Depuis ? Rien n’a vraiment bougé. Pire, depuis l’annonce de ce plan, la guerre est repartie de plus belle. «La position de la ministre est une honte», a contre-attaqué le monde de la pédopsychiatrie. Le Collectif des 39 contre la nuit sécuritaire (1), qui avait tenu des assises avec les Centres d’entraînement aux méthodes d’éducation active (Cemea), a lancé sur le champ une pétition, demandant le retrait immédiat dudit plan. En réaction, des associations de proches viennent de rédiger une contre-pétition : «Nous ne partageons pas nécessairement chaque point individuel de ce plan auquel le financement fait défaut, mais nous voulons, par cette pétition, affirmer clairement notre adhésion aux principes qui le fondent.» Et de citer, entre autres, le dépistage précoce, mais aussi «la prise en compte de la parole des enfants et de leurs proches». Cet appel a été signé par de nombreuses associations, dont Autisme France et l’Unapei (représentant les handicapés mentaux et leurs familles).
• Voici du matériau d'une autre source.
//! Reverse tunnel status and check-in payloads

use crate::environment::EnvironmentId;
use crate::job::{EdgeJob, EdgeJobSchedule};
use chrono::{DateTime, Utc};
use serde::{Deserialize, Serialize};
use std::fmt;

/// Lifecycle state of the reverse tunnel to one edge agent
#[derive(Debug, Clone, Copy, PartialEq, Eq, Default, Serialize, Deserialize)]
#[serde(rename_all = "UPPERCASE")]
pub enum TunnelStatus {
    /// No tunnel expected
    #[default]
    Idle,
    /// A tunnel should be opened by the agent on its next poll
    Required,
    /// Tunnel open and kept alive by activity
    Active,
}

impl TunnelStatus {
    pub fn as_str(&self) -> &'static str {
        match self {
            TunnelStatus::Idle => "IDLE",
            TunnelStatus::Required => "REQUIRED",
            TunnelStatus::Active => "ACTIVE",
        }
    }
}

impl fmt::Display for TunnelStatus {
    fn fmt(&self, f: &mut fmt::Formatter<'_>) -> fmt::Result {
        f.write_str(self.as_str())
    }
}

/// Snapshot of a tunnel as seen by operators
#[derive(Debug, Clone, PartialEq, Serialize, Deserialize)]
pub struct TunnelDetails {
    pub status: TunnelStatus,
    pub last_activity: DateTime<Utc>,
    pub port: Option<u16>,
    pub jobs: Vec<EdgeJob>,
    /// Signed credentials the agent presents when opening the tunnel
    pub credentials: Option<String>,
}

/// Reply to an agent poll
#[derive(Debug, Clone, PartialEq, Serialize, Deserialize)]
pub struct CheckInResponse {
    pub environment_id: EnvironmentId,
    pub status: TunnelStatus,
    pub port: Option<u16>,
    pub credentials: Option<String>,
    /// Seconds the agent should wait before its next poll
    pub checkin_interval: u32,
    pub schedules: Vec<EdgeJobSchedule>,
}

#[cfg(test)]
mod tests {
    use super::*;

    #[test]
    fn test_status_wire_names() {
        assert_eq!(
            serde_json::to_string(&TunnelStatus::Required).unwrap(),
            "\"REQUIRED\""
        );
        let status: TunnelStatus = serde_json::from_str("\"ACTIVE\"").unwrap();
        assert_eq!(status, TunnelStatus::Active);
        assert_eq!(TunnelStatus::default().to_string(), "IDLE");
    }
}
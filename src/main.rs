//! Edgeward - control plane for edge environments
//!
//! Tracks registered environments, agent check-ins and reverse tunnels.

use anyhow::{Context, Result};
use clap::{Args, Parser, Subcommand};
use edgeward_auth::{server_fingerprint, CredentialIssuer};
use edgeward_control::{
    ControlConfig, EdgeJobDispatcher, EdgeKeyConfig, EdgeService, EnvironmentRegistry, PortRange,
    RangePortAllocator, TunnelCoordinator, TunnelSweeper,
};
use edgeward_store::{EnvironmentStore, SeaOrmStore, SettingsStore};
use std::sync::Arc;
use std::time::Duration;
use tracing::{info, warn};
use tracing_subscriber::{fmt, prelude::*, EnvFilter};

/// Edgeward - registry and tunnel coordination for edge agents
#[derive(Parser, Debug)]
#[command(name = "edgeward")]
#[command(about = "Edgeward - registry and tunnel coordination for edge agents")]
#[command(version)]
#[command(long_version = concat!(
    env!("EDGEWARD_GIT_TAG"),
    " (",
    env!("EDGEWARD_GIT_HASH"),
    ", built ",
    env!("EDGEWARD_BUILD_TIME"),
    ")"
))]
struct Cli {
    /// Enable verbose logging
    #[arg(short, long, global = true)]
    verbose: bool,

    /// Database URL (postgres://..., sqlite://...?mode=rwc, sqlite::memory:)
    #[arg(
        long,
        global = true,
        env = "EDGEWARD_DATABASE_URL",
        default_value = "sqlite://./edgeward.db?mode=rwc"
    )]
    database_url: String,

    #[command(subcommand)]
    command: Commands,
}

#[derive(Subcommand, Debug)]
enum Commands {
    /// Run the control plane until interrupted
    Serve(ServeArgs),

    /// Inspect registered environments
    Environments {
        #[command(subcommand)]
        command: EnvironmentCommands,
    },
}

#[derive(Subcommand, Debug)]
enum EnvironmentCommands {
    /// Print all environments with their latest heartbeat as JSON
    List,
}

#[derive(Args, Debug)]
struct ServeArgs {
    /// Secret used to sign tunnel credentials
    #[arg(long, env = "EDGEWARD_TUNNEL_SECRET")]
    tunnel_secret: String,

    /// Keep-alive for active tunnels in seconds (persisted to settings)
    #[arg(long, env = "EDGEWARD_KEEP_ALIVE_SECS")]
    keep_alive_secs: Option<u32>,

    /// Interval between keep-alive sweeps in seconds
    #[arg(long, env = "EDGEWARD_SWEEP_INTERVAL_SECS", default_value = "10")]
    sweep_interval_secs: u64,

    /// Listener ports reserved for tunnels (START-END)
    #[arg(
        long,
        env = "EDGEWARD_TUNNEL_PORT_RANGE",
        default_value = "49152-65535",
        value_parser = parse_port_range
    )]
    tunnel_port_range: PortRange,

    /// Lifetime of issued tunnel credentials in seconds
    #[arg(long, env = "EDGEWARD_CREDENTIAL_TTL_SECS", default_value = "3600")]
    credential_ttl_secs: u64,

    /// API URL handed to agents in enrollment keys
    #[arg(long, env = "EDGEWARD_API_URL", default_value = "http://localhost:9000")]
    api_url: String,

    /// Tunnel server address handed to agents in enrollment keys
    #[arg(long, env = "EDGEWARD_TUNNEL_ADDR", default_value = "localhost:8000")]
    tunnel_addr: String,
}

fn parse_port_range(s: &str) -> Result<PortRange, String> {
    s.parse::<PortRange>()
}

impl ServeArgs {
    fn control_config(&self) -> ControlConfig {
        let defaults = ControlConfig::default();
        ControlConfig {
            keep_alive: self
                .keep_alive_secs
                .map(|secs| Duration::from_secs(u64::from(secs)))
                .unwrap_or(defaults.keep_alive),
            sweep_interval: Duration::from_secs(self.sweep_interval_secs),
            port_range: self.tunnel_port_range,
            credential_validity: Duration::from_secs(self.credential_ttl_secs),
        }
    }
}

#[tokio::main]
async fn main() -> Result<()> {
    let cli = Cli::parse();

    setup_logging(cli.verbose);

    let store = open_store(&cli.database_url).await?;

    match cli.command {
        Commands::Serve(args) => serve(store, args).await,
        Commands::Environments {
            command: EnvironmentCommands::List,
        } => list_environments(store).await,
    }
}

fn setup_logging(verbose: bool) {
    let log_level = if verbose { "debug" } else { "info" };

    let filter = EnvFilter::try_from_default_env()
        .or_else(|_| EnvFilter::try_new(log_level))
        .unwrap_or_else(|_| EnvFilter::new("info"));

    tracing_subscriber::registry()
        .with(fmt::layer().with_target(true).with_thread_ids(false))
        .with(filter)
        .init();
}

async fn open_store(database_url: &str) -> Result<Arc<SeaOrmStore>> {
    let db = edgeward_store::connect(database_url)
        .await
        .with_context(|| format!("Failed to connect to database {}", database_url))?;

    edgeward_store::migrate(&db)
        .await
        .context("Failed to run database migrations")?;

    Ok(Arc::new(SeaOrmStore::new(db)))
}

async fn serve(store: Arc<SeaOrmStore>, args: ServeArgs) -> Result<()> {
    let config = args.control_config();

    info!("Starting Edgeward control plane");
    info!(
        "Tunnel ports: {}-{}",
        config.port_range.start, config.port_range.end
    );
    info!("Sweep interval: {}s", config.sweep_interval.as_secs());

    if let Some(secs) = args.keep_alive_secs {
        let mut settings = store.settings().await.context("Failed to load settings")?;
        settings.tunnel_keep_alive_secs = secs;
        store
            .update_settings(&settings)
            .await
            .context("Failed to persist keep-alive setting")?;
    }

    let environments: Arc<dyn EnvironmentStore> = store.clone();
    let registry = Arc::new(EnvironmentRegistry::new(environments));
    registry
        .initialize()
        .await
        .context("Failed to initialize environment registry")?;

    let credential_validity = chrono::Duration::from_std(config.credential_validity)
        .context("Credential TTL out of range")?;
    let credentials = Arc::new(CredentialIssuer::new(
        args.tunnel_secret.as_bytes(),
        credential_validity,
    ));
    let jobs = Arc::new(EdgeJobDispatcher::new());
    let tunnels = Arc::new(TunnelCoordinator::new(
        registry.clone(),
        Arc::new(RangePortAllocator::new(config.port_range)),
        credentials.clone(),
        jobs.clone(),
        config.keep_alive,
    ));

    let service = EdgeService::new(
        registry.clone(),
        tunnels.clone(),
        jobs,
        credentials,
        store,
        EdgeKeyConfig {
            api_url: args.api_url,
            tunnel_addr: args.tunnel_addr,
            fingerprint: server_fingerprint(args.tunnel_secret.as_bytes()),
        },
    )
    .await
    .context("Failed to start edge service")?;

    info!(
        environments = registry.count(),
        keep_alive_secs = service.tunnels().keep_alive_duration().as_secs(),
        "Edge service ready"
    );

    let (shutdown, sweeper) = TunnelSweeper::new(tunnels, config.sweep_interval).spawn();

    tokio::signal::ctrl_c()
        .await
        .context("Failed to listen for shutdown signal")?;
    info!("Shutting down");

    shutdown.notify_one();
    if let Err(e) = sweeper.await {
        warn!("Tunnel sweeper ended abnormally: {}", e);
    }

    Ok(())
}

async fn list_environments(store: Arc<SeaOrmStore>) -> Result<()> {
    let registry = EnvironmentRegistry::new(store);
    registry
        .initialize()
        .await
        .context("Failed to initialize environment registry")?;

    let environments = registry
        .list_environments()
        .await
        .context("Failed to list environments")?;

    println!("{}", serde_json::to_string_pretty(&environments)?);
    Ok(())
}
Symbole de cette guerre de tranchées, un témoignage circule depuis quelques jours sur le site du Collectif des 39. «Mon nom est Pascale, je vis à Bastia, mon beau-père est militant, nous sommes parents d’un enfant de 10 ans, diagnostiqué autiste Asperger, broyé pendant cinq ans dans les CAMS [centres de l’autisme, ndlr] et hôpitaux de jour d’orientation psychanalytique. Nous avons été obligés de nous battre seuls pour le sortir de cet enfer… Alors pitié, arrêtez de défendre ces gourous psychanalytiques, alors qu’ils se foutent des enfants et de leurs familles maltraitées dans leurs centres. Ne vous inquiétez pas, ils tiennent encore tout, et ils bénéficient largement du financement public.» Et cette mère de citer un autre cas : «Il y a en maternelle un enfant qui présente des troubles autistiques flagrants, il est marocain, les instits mettent les troubles du comportement sur les problèmes d’accès à la langue, je ne sais comment faire pour les aider… Aidez-nous et écoutez-nous.»

«Défensive». Propos violents signe d’un divorce prononcé. Sur le site du Collectif des 39, ce témoignage a provoqué de multiples réactions. «Ce discours est banal et typique, a tranché une pédopsychiatre. Il caractérise un petit nombre de parents d’autistes extrêmement sur la défensive qui ne supportent pas l’idée de soin et de guérison, et qui souhaitent en réalité que leur enfant soit comme les autres.» «On est devant un échec de la prise en charge», note, plus pondéré, un psychiatre qui ajoute : «Il serait intéressant de pouvoir rencontrer cette personne pour mieux saisir ce qui s’est réellement joué dans cette histoire.» «Pourquoi ne pas s’arrêter un instant, analyser et comprendre les erreurs passées, s’interroge une psychologue, car au milieu, il y a des enfants autistes, bien souvent ballottés dans des prises en charge incertaines.» Et des parents, souvent à mille lieux des polémiques. Comme le raconte un documentaire mis en ligne sur le site de Libération, fruit d’un an d’enquête.

(1) Créé en 2008, ce collectif se bat pour une psychiatrie «ouverte» et «hospitalière».